The etiology remains unknown, although many common causes of secondary immune thrombocytopenia were ruled out by laboratory investigations (such as hepatitis, HIV and other viral infections) as well as by bone marrow and peripheral blood examinations (including lymphoproliferative syndromes and immune-mediated thrombocytopenias such as HIT). Moreover, it is also important to emphasize that the patient had an unremarkable past medical history prior to her hospital admission. This raises the possibility of a (secondary) vaccination-associated thrombocytopenia following the DTaP-IP booster vaccination the patient received 3 days prior to hospital referral.

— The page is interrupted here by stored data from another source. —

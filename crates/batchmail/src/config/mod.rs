pub mod settings;

pub use settings::{
    Settings, DEFAULT_APP_NAME, DEFAULT_PENDING_STORAGE_PATH, DEFAULT_REDIRECT_URI,
    DEFAULT_SESSION_LIFETIME_MINUTES, DEFAULT_TOKEN_STORAGE_PATH, ENV_PREFIX,
};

Sudden and severe onset of thrombocytopenia has been occasionally associated with vaccinations [2], however, mainly in children receiving a measles–mumps–rubella vaccine [11]. Furthermore, there are also cases reporting severe thrombocytopenia occurring after influenza vaccinations in adults [12, 13] and after SARS‐CoV‐2 vaccinations with both the Pfizer and Moderna versions [14, 15], although ITP may also be a complication of an infection with COVID-19 itself [16].

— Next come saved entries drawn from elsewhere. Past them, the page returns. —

use async_trait::async_trait;
use base64::engine::general_purpose::{STANDARD, URL_SAFE};
use base64::Engine;
use log::{debug, warn};
use reqwest::Client;
use serde::Deserialize;

use super::error::MailError;
use crate::oauth::flow::create_http_client;
use crate::storage::StoredCredential;

/// Gmail REST API base URL.
pub const GMAIL_API_BASE_URL: &str = "https://gmail.googleapis.com/gmail/v1";

/// Base64 line length for the message body (RFC 2045).
const BODY_LINE_LENGTH: usize = 76;

/// Raw bytes per RFC 2047 encoded word, keeps each word under 75 characters.
const ENCODED_WORD_CHUNK: usize = 45;

const MAX_ERROR_BODY_LENGTH: usize = 200;

/// Something that can deliver one plain-text message on behalf of a user.
#[async_trait]
pub trait MailSender: Send + Sync {
    /// Sends the message and returns the provider's message id.
    async fn send(
        &self,
        credential: &StoredCredential,
        to: &str,
        subject: &str,
        body: &str,
    ) -> Result<String, MailError>;
}

#[derive(Debug, Deserialize)]
struct SendResponse {
    id: String,
}

/// Sends through `users/me/messages/send` with the credential's bearer token.
pub struct GmailSender {
    client: Client,
    base_url: String,
}

impl GmailSender {
    pub fn new() -> Result<Self, MailError> {
        Self::with_base_url(GMAIL_API_BASE_URL)
    }

    /// Targets another API root, e.g. a local stand-in during tests.
    pub fn with_base_url(base_url: impl Into<String>) -> Result<Self, MailError> {
        let client = create_http_client()
            .map_err(|e| MailError::Http(format!("Failed to create HTTP client: {}", e)))?;
        Ok(Self {
            client,
            base_url: base_url.into().trim_end_matches('/').to_string(),
        })
    }

    fn send_url(&self) -> String {
        format!("{}/users/me/messages/send", self.base_url)
    }
}

#[async_trait]
impl MailSender for GmailSender {
    async fn send(
        &self,
        credential: &StoredCredential,
        to: &str,
        subject: &str,
        body: &str,
    ) -> Result<String, MailError> {
        let raw = build_raw_message(to, subject, body)?;

        let response = self
            .client
            .post(self.send_url())
            .bearer_auth(&credential.access_token)
            .json(&serde_json::json!({ "raw": raw }))
            .send()
            .await
            .map_err(|e| MailError::Http(e.to_string()))?;

        let status = response.status();
        if !status.is_success() {
            let body = response.text().await.unwrap_or_default();
            let body: String = body.chars().take(MAX_ERROR_BODY_LENGTH).collect();
            warn!("Mail API returned {}", status);
            return Err(MailError::Api {
                status: status.as_u16(),
                body,
            });
        }

        let sent: SendResponse = response
            .json()
            .await
            .map_err(|e| MailError::InvalidResponse(e.to_string()))?;

        debug!("Mail API accepted message {}", sent.id);
        Ok(sent.id)
    }
}

/// Builds a `text/plain; charset=utf-8` RFC 2822 message and returns it
/// base64url encoded, ready for the `raw` field of a send request.
pub fn build_raw_message(to: &str, subject: &str, body: &str) -> Result<String, MailError> {
    if to.contains(['\r', '\n']) {
        return Err(MailError::InvalidHeader { header: "To" });
    }
    if subject.contains(['\r', '\n']) {
        return Err(MailError::InvalidHeader { header: "Subject" });
    }

    let mut message = String::new();
    message.push_str("Content-Type: text/plain; charset=\"utf-8\"\r\n");
    message.push_str("MIME-Version: 1.0\r\n");
    message.push_str("Content-Transfer-Encoding: base64\r\n");
    message.push_str(&format!("To: {}\r\n", to));
    message.push_str(&format!("Subject: {}\r\n", encode_header(subject)));
    message.push_str("\r\n");

    let encoded_body = STANDARD.encode(body.as_bytes());
    for line in encoded_body.as_bytes().chunks(BODY_LINE_LENGTH) {
        // Base64 output is ASCII
        message.push_str(&String::from_utf8_lossy(line));
        message.push_str("\r\n");
    }

    Ok(URL_SAFE.encode(message.as_bytes()))
}

/// RFC 2047 `B` encoding for non-ASCII header values, split on char boundaries.
fn encode_header(value: &str) -> String {
    if value.is_ascii() {
        return value.to_string();
    }

    let mut words = Vec::new();
    let mut chunk = String::new();
    for ch in value.chars() {
        if chunk.len() + ch.len_utf8() > ENCODED_WORD_CHUNK {
            words.push(format!("=?utf-8?b?{}?=", STANDARD.encode(chunk.as_bytes())));
            chunk.clear();
        }
        chunk.push(ch);
    }
    if !chunk.is_empty() {
        words.push(format!("=?utf-8?b?{}?=", STANDARD.encode(chunk.as_bytes())));
    }
    words.join("\r\n ")
}

#[cfg(test)]
mod tests {
    use super::*;

    fn decode(raw: &str) -> String {
        String::from_utf8(URL_SAFE.decode(raw).unwrap()).unwrap()
    }

    fn decoded_body(message: &str) -> String {
        let (_, body) = message.split_once("\r\n\r\n").unwrap();
        let joined: String = body.split("\r\n").collect();
        String::from_utf8(STANDARD.decode(joined).unwrap()).unwrap()
    }

    #[test]
    fn test_build_raw_message_headers_and_body() {
        let raw = build_raw_message("ada@example.com", "Hello Ada", "Dear Dr. Lovelace,\nWelcome!")
            .unwrap();
        let message = decode(&raw);

        assert!(message.contains("To: ada@example.com\r\n"));
        assert!(message.contains("Subject: Hello Ada\r\n"));
        assert!(message.contains("Content-Type: text/plain; charset=\"utf-8\""));
        assert_eq!(decoded_body(&message), "Dear Dr. Lovelace,\nWelcome!");
    }

    #[test]
    fn test_raw_message_is_url_safe() {
        let raw = build_raw_message("a@example.com", "s", &"?>~".repeat(200)).unwrap();
        assert!(!raw.contains('+'));
        assert!(!raw.contains('/'));
    }

    #[test]
    fn test_non_ascii_subject_is_encoded() {
        let raw = build_raw_message("a@example.com", "Grüße, Ada", "body").unwrap();
        let message = decode(&raw);
        assert!(message.contains("Subject: =?utf-8?b?"));
        assert!(!message.contains("Grüße"));
    }

    #[test]
    fn test_long_non_ascii_subject_splits_on_char_boundaries() {
        let subject = "ü".repeat(60);
        let encoded = encode_header(&subject);
        let words: Vec<&str> = encoded.split("\r\n ").collect();
        assert!(words.len() > 1);

        let rebuilt: String = words
            .iter()
            .map(|w| {
                let inner = w.trim_start_matches("=?utf-8?b?").trim_end_matches("?=");
                String::from_utf8(STANDARD.decode(inner).unwrap()).unwrap()
            })
            .collect();
        assert_eq!(rebuilt, subject);
    }

    #[test]
    fn test_header_injection_rejected() {
        assert_eq!(
            build_raw_message("a@example.com\r\nBcc: x@example.com", "s", "b"),
            Err(MailError::InvalidHeader { header: "To" })
        );
        assert_eq!(
            build_raw_message("a@example.com", "s\nBcc: x@example.com", "b"),
            Err(MailError::InvalidHeader { header: "Subject" })
        );
    }

    #[test]
    fn test_send_url() {
        let sender = GmailSender::with_base_url("http://127.0.0.1:9/gmail/v1/").unwrap();
        assert_eq!(sender.send_url(), "http://127.0.0.1:9/gmail/v1/users/me/messages/send");
        assert_eq!(
            GmailSender::new().unwrap().send_url(),
            "https://gmail.googleapis.com/gmail/v1/users/me/messages/send"
        );
    }
}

Cases of secondary immune thrombocytopenia in the temporal context of DTaP-IP vaccinations are exceedingly rare and, to the best of our knowledge, so far only reported in children and young adolescents [17,18,19,20].

Although a causal connection between the vaccination and the ITP may not be established, this case suggests that severe thrombocytopenia can potentially develop secondarily to a DTaP-IP vaccination in adults. Based on an extensive literature research using two scientific databases (PubMed and Google Scholar), we conclude that this is one of the first well-documented cases of immune thrombocytopenia in an adult patient in the temporal context of DTaP-IP vaccination.

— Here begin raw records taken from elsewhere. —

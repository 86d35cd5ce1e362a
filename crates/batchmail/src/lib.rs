pub mod config;
pub mod error;
pub mod mail;
pub mod oauth;
pub mod processor;
pub mod recipients;
pub mod secrets;
pub mod session;
pub mod storage;
pub mod telemetry;
pub mod template;
pub mod workflow;

pub use config::Settings;
pub use error::{BatchError, ConfigError, ProcessError, Result, StorageError};
pub use mail::{send_batch, DispatchSummary, GmailSender, MailError, MailSender};
pub use oauth::{CallbackParams, OAuthApp, OAuthError, OAuthFlow, OAuthProvider};
pub use recipients::{parse_recipients, CsvError, ParsedRecipients};
pub use secrets::{resolve_secret, resolve_secret_optional, SecretError, TokenEncryptor};
pub use session::{
    DeliveryStatus, PurgePolicy, Recipient, RenderedMessage, SessionState, SessionStore, Template,
};
pub use storage::{EncryptedKvStore, PendingCredentialStore, StoredCredential, TokenStore};
pub use telemetry::{init_logging, LogFormat};
pub use template::{render_batch, render_message, rerender_subjects, TemplateError};
pub use workflow::{BatchWorkflow, TemplateUpload, WorkflowError};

ITP is an autoimmune disorder characterized by autoantibodies that inhibit platelet production and impair circulating platelets [21, 22]. This leads to thrombocytopenia and subsequent bleeding. ITP may be found secondary to other conditions, such as infections, but it has also been rarely described following different types of vaccinations [23]. David and Shoenfeld recently summarized potential pathways how vaccines could lead to ITP [23]. These include molecular mimicry, epitope spreading, and finally polyclonal activation, especially in cases of attenuated virus stimulation [23,24,25]. Apparently, genetic predisposition may also potentially play a role, as well [26].

While it is beyond the scope of this case report to discuss molecular pathways in detail, we believe that this case is of paramount importance for clinicians, as it emphasizes the possibility of a potentially vaccine-associated ITP in the context of DTaP-IP vaccination in an adult.

Although a recent Japanese study suggested no significant ITP risk following vaccinations or simultaneous vaccination in any age group [27], we would like to raise awareness that ITP following DTaP-IP vaccinations may not be limited to children but can potentially occur in adults as well. Prescribers and users of DTaP-IP booster vaccines should be alert of the possibility of such adverse reactions.